YOUR TASK: Answer with the exact lines of the following material from the one containing "let ia = a.intrinsics();" through the one containing "let d_phi = (((result.offset.0", both end lines included.

------

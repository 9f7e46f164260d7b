//! Pairwise frame correlation (§4.2): spherical overlap extraction and a
//! pyramid planar aligner, converting the resulting pixel offset into an
//! angular offset usable by the alignment graph.

pub mod buffer;
pub mod overlap;
pub mod pyramid;

use panorama_types::alignment::RejectReason;
use panorama_types::error::StitchResult;
use panorama_types::frame::Frame;

pub use overlap::{canvas_for_intrinsics, footprint, MIN_OVERLAP_DIM};
pub use pyramid::AlignResult;

/// Outcome of correlating two frames (§4.2).
#[derive(Debug, Clone, Copy)]
pub struct CorrelationResult {
    pub valid: bool,
    pub pixel_offset: (i32, i32),
    /// `(d_phi, d_theta)` in radians.
    pub angular_offset: (f64, f64),
    pub overlap_pixels: u32,
    pub correlation_variance: f64,
    pub reject_reason: RejectReason,
}

impl CorrelationResult {
    fn rejected(reason: RejectReason) -> Self {
        Self {
            valid: false,
            pixel_offset: (0, 0),
            angular_offset: (0.0, 0.0),
            overlap_pixels: 0,
            correlation_variance: 0.0,
            reject_reason: reason,
        }
    }
}

/// Default buffer, in canvas pixels, added around the intersection of the
/// two frames' footprints before correlating (§4.2 "configurable
/// margins").
pub const DEFAULT_MARGIN: f64 = 8.0;

/// Minimum top-level variance required to accept a correlation result
/// (§4.2: "the deviation-test rejection triggers when the top-level
/// variance falls below 1.5").
pub const DEVIATION_VARIANCE_THRESHOLD: f64 = 1.5;

/// Correlates two frames: warps both onto a shared spherical patch,
/// extracts the overlap, runs the pyramid planar aligner, and converts the
/// winning pixel offset into an angular offset. `window_fraction` controls
/// how much of the overlap the aligner searches (§4.2 default is 0.5 of
/// the overlap width/height; the ring closer's "forceWholeImage" mode asks
/// for the full overlap instead, see [`correlate_with_window`]).
pub fn correlate(a: &Frame, b: &Frame, margin: f64) -> StitchResult<CorrelationResult> {
    correlate_with_window(a, b, margin, 0.5)
}

pub fn correlate_with_window(a: &Frame, b: &Frame, margin: f64, window_fraction: f64) -> StitchResult<CorrelationResult> {
    let overlap = match overlap::extract_overlap(a, b, margin)? {
        Some(overlap) => overlap,
        None => return Ok(CorrelationResult::rejected(RejectReason::NoOverlap)),
    };

    let width = overlap.a.width as i32;
    let height = overlap.a.height as i32;
    let window = (
        (width as f64 * window_fraction).round().max(1.0) as i32,
        (height as f64 * window_fraction).round().max(1.0) as i32,
    );

    let result = pyramid::align(&overlap.a, &overlap.b, window);

    if result.offset.0.abs() > window.0 || result.offset.1.abs() > window.1 {
        return Ok(CorrelationResult::rejected(RejectReason::OutOfWindow));
    }
    if result.variance < DEVIATION_VARIANCE_THRESHOLD {
        return Ok(CorrelationResult::rejected(RejectReason::DeviationTest));
    }

    let ia = a.intrinsics();
    let ib = b.intrinsics();
    let (hfov_a, vfov_a) = ia.fov();
    let (hfov_b, vfov_b) = ib.fov();
    let hfov = (hfov_a + hfov_b) / 2.0;
    let vfov = (vfov_a + vfov_b) / 2.0;

    let d_phi = (((result.offset.0 as f64 / width as f64) * hfov.sin()).clamp(-1.0, 1.0)).asin();
    let d_theta = (((result.offset.1 as f64 / height as f64) * vfov.sin()).clamp(-1.0, 1.0)).asin();

    Ok(CorrelationResult {
        valid: true,
        pixel_offset: result.offset,
        angular_offset: (d_phi, d_theta),
        overlap_pixels: (width * height).max(0) as u32,
        correlation_variance: result.variance,
        reject_reason: RejectReason::None,
    })
}

#[cfg(test)]
mod tests {
    use super::*;
    use image::{Rgb, RgbImage};
    use panorama_math::rotation::{rotation_y, to_4x4};
    use panorama_types::exposure::Exposure;
    use panorama_types::intrinsics::Intrinsics;

    fn textured_frame(yaw: f64) -> Frame {
        let mut image = RgbImage::new(320, 240);
        for y in 0..240 {
            for x in 0..320 {
                let v = (((x * 7 + y * 13) % 251) as u8).wrapping_add(20);
                image.put_pixel(x, y, Rgb([v, v, v]));
            }
        }
        let intrinsics = Intrinsics::new(260.0, 260.0, 160.0, 120.0, 320, 240);
        Frame::from_loaded(image, to_4x4(rotation_y(yaw)), intrinsics, Exposure::default())
    }

    #[test]
    fn correlating_overlapping_textured_frames_succeeds() {
        let a = textured_frame(0.0);
        let b = textured_frame(0.25);
        let result = correlate(&a, &b, DEFAULT_MARGIN).unwrap();
        assert!(result.valid, "reject reason: {:?}", result.reject_reason);
        assert_eq!(result.reject_reason, RejectReason::None);
    }

    #[test]
    fn correlating_disjoint_frames_rejects_no_overlap() {
        let a = textured_frame(0.0);
        let b = textured_frame(std::f64::consts::PI);
        let result = correlate(&a, &b, DEFAULT_MARGIN).unwrap();
        assert!(!result.valid);
        assert_eq!(result.reject_reason, RejectReason::NoOverlap);
    }

    #[test]
    fn correlating_flat_frames_fails_deviation_test() {
        let mut image = RgbImage::new(320, 240);
        for px in image.pixels_mut() {
            *px = Rgb([128, 128, 128]);
        }
        let intrinsics = Intrinsics::new(260.0, 260.0, 160.0, 120.0, 320, 240);
        let a = Frame::from_loaded(image.clone(), to_4x4(rotation_y(0.0)), intrinsics, Exposure::default());
        let b = Frame::from_loaded(image, to_4x4(rotation_y(0.2)), intrinsics, Exposure::default());
        let result = correlate(&a, &b, DEFAULT_MARGIN).unwrap();
        assert!(!result.valid);
        assert_eq!(result.reject_reason, RejectReason::DeviationTest);
    }
}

------

YOUR SOLUTION:
    let ia = a.intrinsics();
    let ib = b.intrinsics();
    let (hfov_a, vfov_a) = ia.fov();
    let (hfov_b, vfov_b) = ib.fov();
    let hfov = (hfov_a + hfov_b) / 2.0;
    let vfov = (vfov_a + vfov_b) / 2.0;

    let d_phi = (((result.offset.0 as f64 / width as f64) * hfov.sin()).clamp(-1.0, 1.0)).asin();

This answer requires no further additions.